D’entrée,  une beauté du style, profondeur du son une fragilité  et un impalpable dans les émotions (les pianissimi si bien timbrés qu’on les entend comme s’ils nous étaient murmurés au creux de l’oreille), et puis cette anxiété sourde, toujours présente dans les fantaisie de Mozart : avec la Fantaisie en ré mineur K. 397, elles sont la trace précieuse que le compositeur nous aura laissée de ses improvisations au clavier. La présence de Clara Haskil flotte —mais en « ombre chinoise » ; Adam Laloum (photo) est mozartien du bout des orteils à la racine des ongles.

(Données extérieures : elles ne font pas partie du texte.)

/// Records replayed steps into a command buffer via dynamic rendering.
///
/// The buffer must be in the recording state for the sink's whole lifetime;
/// [`DeviceOps::make_sink`] hands one out under that contract.
pub struct VulkanSink<'a> {
    device: &'a ash::Device,
    cmd: vk::CommandBuffer,
}

impl<'a> VulkanSink<'a> {
    pub fn new(device: &'a ash::Device, cmd: vk::CommandBuffer) -> Self {
        Self { device, cmd }
    }
}

impl CommandSink for VulkanSink<'_> {
    fn begin_render_pass(
        &mut self,
        target: &RenderTarget,
        color_load: LoadAction,
        depth_load: LoadAction,
        clear: ClearValues,
    ) {
        let color_attachments = [vk::RenderingAttachmentInfo::default()
            .image_view(target.color)
            .image_layout(vk::ImageLayout::COLOR_ATTACHMENT_OPTIMAL)
            .load_op(load_op(color_load))
            .store_op(vk::AttachmentStoreOp::STORE)
            .clear_value(vk::ClearValue {
                color: vk::ClearColorValue {
                    float32: clear.color,
                },
            })];
        let depth_attachment;

        let mut rendering_info = vk::RenderingInfo::default()
            .render_area(vk::Rect2D {
                offset: vk::Offset2D::default(),
                extent: target.extent,
            })
            .layer_count(1)
            .color_attachments(&color_attachments);

        if let Some(depth_view) = target.depth {
            depth_attachment = vk::RenderingAttachmentInfo::default()
                .image_view(depth_view)
                .image_layout(vk::ImageLayout::DEPTH_STENCIL_ATTACHMENT_OPTIMAL)
                .load_op(load_op(depth_load))
                .store_op(vk::AttachmentStoreOp::STORE)
                .clear_value(vk::ClearValue {
                    depth_stencil: vk::ClearDepthStencilValue {
                        depth: clear.depth,
                        stencil: clear.stencil,
                    },
                });
            rendering_info = rendering_info.depth_attachment(&depth_attachment);
            if target.has_stencil {
                rendering_info = rendering_info.stencil_attachment(&depth_attachment);
            }
        }

        unsafe { self.device.cmd_begin_rendering(self.cmd, &rendering_info) };
    }

    fn end_render_pass(&mut self) {
        unsafe { self.device.cmd_end_rendering(self.cmd) };
    }

    fn set_viewport(&mut self, viewport: vk::Viewport) {
        unsafe { self.device.cmd_set_viewport(self.cmd, 0, &[viewport]) };
    }

    fn set_scissor(&mut self, rect: vk::Rect2D) {
        unsafe { self.device.cmd_set_scissor(self.cmd, 0, &[rect]) };
    }

    fn set_stencil(&mut self, write_mask: u32, compare_mask: u32, reference: u32) {
        let faces = vk::StencilFaceFlags::FRONT_AND_BACK;
        unsafe {
            self.device
                .cmd_set_stencil_write_mask(self.cmd, faces, write_mask);
            self.device
                .cmd_set_stencil_compare_mask(self.cmd, faces, compare_mask);
            self.device
                .cmd_set_stencil_reference(self.cmd, faces, reference);
        }
    }

    fn set_blend_color(&mut self, color: [f32; 4]) {
        unsafe { self.device.cmd_set_blend_constants(self.cmd, &color) };
    }

    fn clear_attachments(
        &mut self,
        rect: vk::Rect2D,
        values: ClearValues,
        mask: vk::ImageAspectFlags,
    ) {
        let mut attachments = Vec::with_capacity(2);
        if mask.contains(vk::ImageAspectFlags::COLOR) {
            attachments.push(vk::ClearAttachment {
                aspect_mask: vk::ImageAspectFlags::COLOR,
                color_attachment: 0,
                clear_value: vk::ClearValue {
                    color: vk::ClearColorValue {
                        float32: values.color,
                    },
                },
            });
        }
        let depth_stencil =
            mask & (vk::ImageAspectFlags::DEPTH | vk::ImageAspectFlags::STENCIL);
        if !depth_stencil.is_empty() {
            attachments.push(vk::ClearAttachment {
                aspect_mask: depth_stencil,
                color_attachment: 0,
                clear_value: vk::ClearValue {
                    depth_stencil: vk::ClearDepthStencilValue {
                        depth: values.depth,
                        stencil: values.stencil,
                    },
                },
            });
        }

        let clear_rect = vk::ClearRect {
            rect,
            base_array_layer: 0,
            layer_count: 1,
        };
        unsafe {
            self.device
                .cmd_clear_attachments(self.cmd, &attachments, &[clear_rect]);
        }
    }

    fn bind_pipeline(&mut self, pipeline: vk::Pipeline) {
        unsafe {
            self.device
                .cmd_bind_pipeline(self.cmd, vk::PipelineBindPoint::GRAPHICS, pipeline);
        }
    }

    fn bind_descriptor_set(&mut self, layout: vk::PipelineLayout, set: vk::DescriptorSet) {
        unsafe {
            self.device.cmd_bind_descriptor_sets(
                self.cmd,
                vk::PipelineBindPoint::GRAPHICS,
                layout,
                0,
                &[set],
                &[],
            );
        }
    }

    fn bind_vertex_buffer(&mut self, buffer: vk::Buffer, offset: u64) {
        unsafe {
            self.device
                .cmd_bind_vertex_buffers(self.cmd, 0, &[buffer], &[offset]);
        }
    }

    fn bind_index_buffer(&mut self, buffer: vk::Buffer, offset: u64, index_type: vk::IndexType) {
        unsafe {
            self.device
                .cmd_bind_index_buffer(self.cmd, buffer, offset, index_type);
        }
    }

    fn draw(&mut self, vertex_count: u32) {
        unsafe { self.device.cmd_draw(self.cmd, vertex_count, 1, 0, 0) };
    }

    fn draw_indexed(&mut self, index_count: u32) {
        unsafe { self.device.cmd_draw_indexed(self.cmd, index_count, 1, 0, 0, 0) };
    }

    fn copy_image(&mut self, step: &CopyStep) {
        let subresource = vk::ImageSubresourceLayers {
            aspect_mask: step.aspect,
            mip_level: 0,
            base_array_layer: 0,
            layer_count: 1,
        };
        let region = vk::ImageCopy {
            src_subresource: subresource,
            src_offset: vk::Offset3D {
                x: step.src_offset.x,
                y: step.src_offset.y,
                z: 0,
            },
            dst_subresource: subresource,
            dst_offset: vk::Offset3D {
                x: step.dst_offset.x,
                y: step.dst_offset.y,
                z: 0,
            },
            extent: vk::Extent3D {
                width: step.size.width,
                height: step.size.height,
                depth: 1,
            },
        };
        unsafe {
            self.device.cmd_copy_image(
                self.cmd,
                step.src,
                vk::ImageLayout::TRANSFER_SRC_OPTIMAL,
                step.dst,
                vk::ImageLayout::TRANSFER_DST_OPTIMAL,
                &[region],
            );
        }
    }

    fn blit_image(&mut self, step: &BlitStep) {
        let subresource = vk::ImageSubresourceLayers {
            aspect_mask: step.aspect,
            mip_level: 0,
            base_array_layer: 0,
            layer_count: 1,
        };
        let region = vk::ImageBlit {
            src_subresource: subresource,
            src_offsets: rect_to_blit_offsets(step.src_rect),
            dst_subresource: subresource,
            dst_offsets: rect_to_blit_offsets(step.dst_rect),
        };
        unsafe {
            self.device.cmd_blit_image(
                self.cmd,
                step.src,
                vk::ImageLayout::TRANSFER_SRC_OPTIMAL,
                step.dst,
                vk::ImageLayout::TRANSFER_DST_OPTIMAL,
                &[region],
                step.filter,
            );
        }
    }

    fn readback_image(&mut self, step: &ReadbackStep) {
        let region = vk::BufferImageCopy {
            buffer_offset: 0,
            buffer_row_length: 0,
            buffer_image_height: 0,
            image_subresource: vk::ImageSubresourceLayers {
                aspect_mask: step.aspect,
                mip_level: 0,
                base_array_layer: 0,
                layer_count: 1,
            },
            image_offset: vk::Offset3D {
                x: step.src_rect.offset.x,
                y: step.src_rect.offset.y,
                z: 0,
            },
            image_extent: vk::Extent3D {
                width: step.src_rect.extent.width,
                height: step.src_rect.extent.height,
                depth: 1,
            },
        };
        unsafe {
            self.device.cmd_copy_image_to_buffer(
                self.cmd,
                step.src,
                vk::ImageLayout::TRANSFER_SRC_OPTIMAL,
                step.dst,
                &[region],
            );
        }
    }
}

Personne, à notre connaissance, n’en avait eu l’idée avant lui : cet enchaînement original de pièces en ut mineur, où la sonate « du milieu » (D. 959) des trois derniers de Schubert venait comme prolonger naturellement l’univers de la fantaisie de Mozart. Dans le redoutable finale de Schubert, Laloum, en souverain dompteur de l’anxiété viennoise (celle de Mozart, comme celle de Schubert) apporte sa touche singulière : celle du grand chambriste qu’il est. Ses notes piqués dans le grave ? Ce furent de véritables pizzicati de violoncelle ; la clarté de la polyphonie du pianiste est celle du compagnon de route de Mi-Sa Yang (violon) et de Victor Julien-Laferrière (violoncelle) dans le trio qu’ils forment depuis près de dix ans. (1)
 
La partie Chopin ne fut pas en reste. Le premier trait de la Polonaise-Fantaisie, qu’on dirait lui aussi improvisé, débute dans le grave et, par deux fois, il s’élève en une vingtaine de notes dans un extrême aigu pianissimo et si léger qu’on se demande si on n’a pas rêvé ce qu’on vient d’entendre ... Quant au mouvement lent de la 3ème Sonate de Chopin, si profondément mystérieux, ce fut un moment de grâce inoubliable. Yeux fermés, on pouvait imaginer le vol planant d’un aigle : rien ne bougeait, tout flottait comme en apesanteur, et la terre en dessous de nous révélait, dans ce temps suspendu, des beautés insoupçonnées. On aurait aimé que ce mouvement ne s’achevât jamais.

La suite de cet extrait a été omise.